WASHINGTON – The head of the government's fight against the Zika virus says that "we are now essentially out of money" and warns that the country is "about to see a bunch of kids born with microcephaly" in the coming months.
Friday's warning from Centers for Disease Control and Prevention Director Thomas Frieden came as lawmakers start to sort out a stopgap government funding bill that is being targeted to also carry long-delayed money to battle Zika.
Zika is spreading more widely in the U.S. and can not only cause microcephaly - in which babies are born with grave brain defects - but other problems that the country will face for decades.
Frieden said funding delays have slowed long-term studies of the disease and production of new tests for it. "We haven't been able to get a running start" on a long-term battle against Zika, he said.
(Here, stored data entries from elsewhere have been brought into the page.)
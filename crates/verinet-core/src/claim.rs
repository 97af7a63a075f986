// crates/verinet-core/src/claim.rs

use std::collections::BTreeMap;
use std::fmt;
use std::ops::RangeInclusive;

use chrono::{DateTime, SubsecRound, Utc};
use serde::{Deserialize, Serialize};

use crate::crypto;
use crate::error::VerinetError;
use crate::identity::VoterId;

/// Accepted claim categories.
pub const CATEGORY_RANGE: RangeInclusive<u8> = 1..=10;

/// Live trust-weight mapping owned by the ledger: voter -> weight in [0, 1].
///
/// Ordered so that every weighted sum is accumulated in the same order on
/// every run.
pub type TrustWeights = BTreeMap<VoterId, f64>;

/// Reject a category outside [`CATEGORY_RANGE`]. `None` is always accepted.
pub fn validate_category(category: Option<u8>) -> Result<(), VerinetError> {
    match category {
        Some(c) if !CATEGORY_RANGE.contains(&c) => Err(VerinetError::InvalidCategory(c)),
        _ => Ok(()),
    }
}

/// Opaque claim identifier: hex-encoded SHA-256 over author, title,
/// content, a random salt, and a second-resolution timestamp.
#[derive(Debug, Clone, PartialEq, Eq, PartialOrd, Ord, Hash, Serialize, Deserialize)]
pub struct ClaimId(String);

impl ClaimId {
    /// Derive the id for a claim.
    ///
    /// Uniqueness is probabilistic: two publishes collide only if author,
    /// title, content, salt and timestamp all match.
    pub fn derive(
        author: VoterId,
        title: &str,
        content: &str,
        salt: u64,
        published_at: &DateTime<Utc>,
    ) -> Self {
        let article_data = format!(
            "{} publishes {} with content as {}{}{}",
            author,
            title,
            content,
            salt,
            published_at.format("%Y-%m-%d %H:%M:%S")
        );
        ClaimId(crypto::hash_hex(article_data.as_bytes()))
    }

    /// Full hex string.
    pub fn as_str(&self) -> &str {
        &self.0
    }

    /// First 12 hex characters, for log lines.
    pub fn short(&self) -> &str {
        self.0.get(..12).unwrap_or(&self.0)
    }
}

impl fmt::Display for ClaimId {
    fn fmt(&self, f: &mut fmt::Formatter<'_>) -> fmt::Result {
        f.write_str(&self.0)
    }
}

/// Outcome of the weighted-majority computation over a claim's votes.
#[derive(Debug, Clone, Copy, PartialEq, Eq, Serialize, Deserialize)]
#[serde(rename_all = "snake_case")]
pub enum ClaimResult {
    /// No votes have been cast on the claim.
    Undetermined,
    /// Trust-weighted "true" votes strictly outweigh "false" votes.
    MajorityTrue,
    /// "False" votes outweigh or tie with "true" votes.
    MajorityFalse,
}

impl ClaimResult {
    /// The binary verdict, if any.
    pub fn as_bool(self) -> Option<bool> {
        match self {
            ClaimResult::Undetermined => None,
            ClaimResult::MajorityTrue => Some(true),
            ClaimResult::MajorityFalse => Some(false),
        }
    }

    /// Whether `vote` matches this result. An undetermined result matches
    /// nothing.
    pub fn agrees_with(self, vote: bool) -> bool {
        self.as_bool() == Some(vote)
    }
}

impl fmt::Display for ClaimResult {
    fn fmt(&self, f: &mut fmt::Formatter<'_>) -> fmt::Result {
        match self {
            ClaimResult::Undetermined => write!(f, "undetermined"),
            ClaimResult::MajorityTrue => write!(f, "majority-true"),
            ClaimResult::MajorityFalse => write!(f, "majority-false"),
        }
    }
}

/// A published claim, its fixed ground truth, and its tally of votes.
///
/// Everything except `votes` is fixed at construction. Votes only grow:
/// a voter can vote on a given claim once, and the first vote stands.
/// The claim holds no trust weights of its own; [`ClaimRecord::result`]
/// takes the ledger's current mapping.
#[derive(Debug, Clone, Serialize, Deserialize)]
#[serde(try_from = "StoredClaim")]
pub struct ClaimRecord {
    id: ClaimId,
    category: Option<u8>,
    title: String,
    content: String,
    author: VoterId,
    ground_truth: bool,
    published_at: DateTime<Utc>,
    votes: BTreeMap<VoterId, bool>,
}

/// Wire form of a [`ClaimRecord`]; the category is checked before a
/// record is built from it.
#[derive(Deserialize)]
struct StoredClaim {
    id: ClaimId,
    category: Option<u8>,
    title: String,
    content: String,
    author: VoterId,
    ground_truth: bool,
    published_at: DateTime<Utc>,
    votes: BTreeMap<VoterId, bool>,
}

impl TryFrom<StoredClaim> for ClaimRecord {
    type Error = VerinetError;

    fn try_from(stored: StoredClaim) -> Result<Self, Self::Error> {
        validate_category(stored.category)?;
        Ok(Self {
            id: stored.id,
            category: stored.category,
            title: stored.title,
            content: stored.content,
            author: stored.author,
            ground_truth: stored.ground_truth,
            published_at: stored.published_at,
            votes: stored.votes,
        })
    }
}

impl ClaimRecord {
    /// Create a claim stamped with the current wall-clock second and a
    /// fresh random salt.
    pub fn new(
        category: Option<u8>,
        title: impl Into<String>,
        content: impl Into<String>,
        author: VoterId,
        ground_truth: bool,
    ) -> Result<Self, VerinetError> {
        let published_at = Utc::now().trunc_subsecs(0);
        let salt: u64 = rand::random();
        Self::new_at(category, title, content, author, ground_truth, published_at, salt)
    }

    /// Create a claim with an explicit timestamp and salt.
    pub fn new_at(
        category: Option<u8>,
        title: impl Into<String>,
        content: impl Into<String>,
        author: VoterId,
        ground_truth: bool,
        published_at: DateTime<Utc>,
        salt: u64,
    ) -> Result<Self, VerinetError> {
        validate_category(category)?;
        let title = title.into();
        let content = content.into();
        let id = ClaimId::derive(author, &title, &content, salt, &published_at);
        Ok(Self {
            id,
            category,
            title,
            content,
            author,
            ground_truth,
            published_at,
            votes: BTreeMap::new(),
        })
    }

    pub fn id(&self) -> &ClaimId {
        &self.id
    }

    pub fn category(&self) -> Option<u8> {
        self.category
    }

    pub fn title(&self) -> &str {
        &self.title
    }

    pub fn content(&self) -> &str {
        &self.content
    }

    pub fn author(&self) -> VoterId {
        self.author
    }

    pub fn ground_truth(&self) -> bool {
        self.ground_truth
    }

    pub fn published_at(&self) -> DateTime<Utc> {
        self.published_at
    }

    /// All votes cast on this claim.
    pub fn votes(&self) -> &BTreeMap<VoterId, bool> {
        &self.votes
    }

    /// The vote `voter` cast on this claim, if any.
    pub fn vote_of(&self, voter: VoterId) -> Option<bool> {
        self.votes.get(&voter).copied()
    }

    /// Record a vote. Returns `false` (and keeps the earlier vote) if the
    /// voter already voted on this claim.
    pub fn record_vote(&mut self, voter: VoterId, vote: bool) -> bool {
        if self.votes.contains_key(&voter) {
            return false;
        }
        self.votes.insert(voter, vote);
        true
    }

    /// Weighted majority over the current votes under `weights`.
    ///
    /// Voters with zero or missing weight contribute nothing. Ties resolve
    /// to [`ClaimResult::MajorityFalse`].
    pub fn result(&self, weights: &TrustWeights) -> ClaimResult {
        if self.votes.is_empty() {
            return ClaimResult::Undetermined;
        }

        let mut positive = 0.0_f64;
        let mut negative = 0.0_f64;
        for (voter, &vote) in &self.votes {
            let weight = weights.get(voter).copied().unwrap_or(0.0);
            if weight == 0.0 {
                continue;
            }
            if vote {
                positive += weight;
            } else {
                negative += weight;
            }
        }

        if positive > negative {
            ClaimResult::MajorityTrue
        } else {
            ClaimResult::MajorityFalse
        }
    }
}

impl fmt::Display for ClaimRecord {
    fn fmt(&self, f: &mut fmt::Formatter<'_>) -> fmt::Result {
        writeln!(f, "Title: {}", self.title)?;
        writeln!(f, "Content: {}", self.content)?;
        writeln!(f, "Author: {}", self.author)?;
        writeln!(f, "Timestamp: {}", self.published_at.format("%Y-%m-%d %H:%M:%S"))?;
        writeln!(f, "Claim ID: {}", self.id)?;
        writeln!(f, "Ground Truth: {}", self.ground_truth)
    }
}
Frieden said that "we don't like to see" the use of pesticides such as Friday morning's spraying of naled, in Miami Beach, but added that new technologies for the application of such toxic chemicals are safe for humans. Freiden said that the two localized mosquito-borne outbreaks in Miami are "quite difficult to control," adding that the mosquitoes that spread Zika "are the cockroach of mosquitoes."
President Barack Obama in February requested $1.9 billion to battle Zika, but Republicans controlling Congress acted slowly on the request. A Capitol Hill fight this summer stalled the Zika aid. Republicans attached restrictions on any of the money going to affiliates of Planned Parenthood in Puerto Rico. Democrats objected and blocked the $1.1 billion bill.
Since then, Zika has spread more widely, and frustration is mounting from lawmakers representing affected areas.
"Look if we don't, then fire all of us," said Florida GOP Rep. David Jolly, whose state is bearing the brunt of the disease in the continental U.S. "If we can't get Zika funding by the end of September then we're nothing but a bunch of idiots up here."
Now, negotiations are underway to break the impasse over Zika and add it to the only piece of legislation that has to pass Congress before the election: A stopgap funding bill to avert a government shutdown on Oct. 1. A bipartisan consensus is emerging to fund the government through mid-December, though some House tea party conservatives are opposed and want a longer duration for the measure to avert a lame duck session of Congress.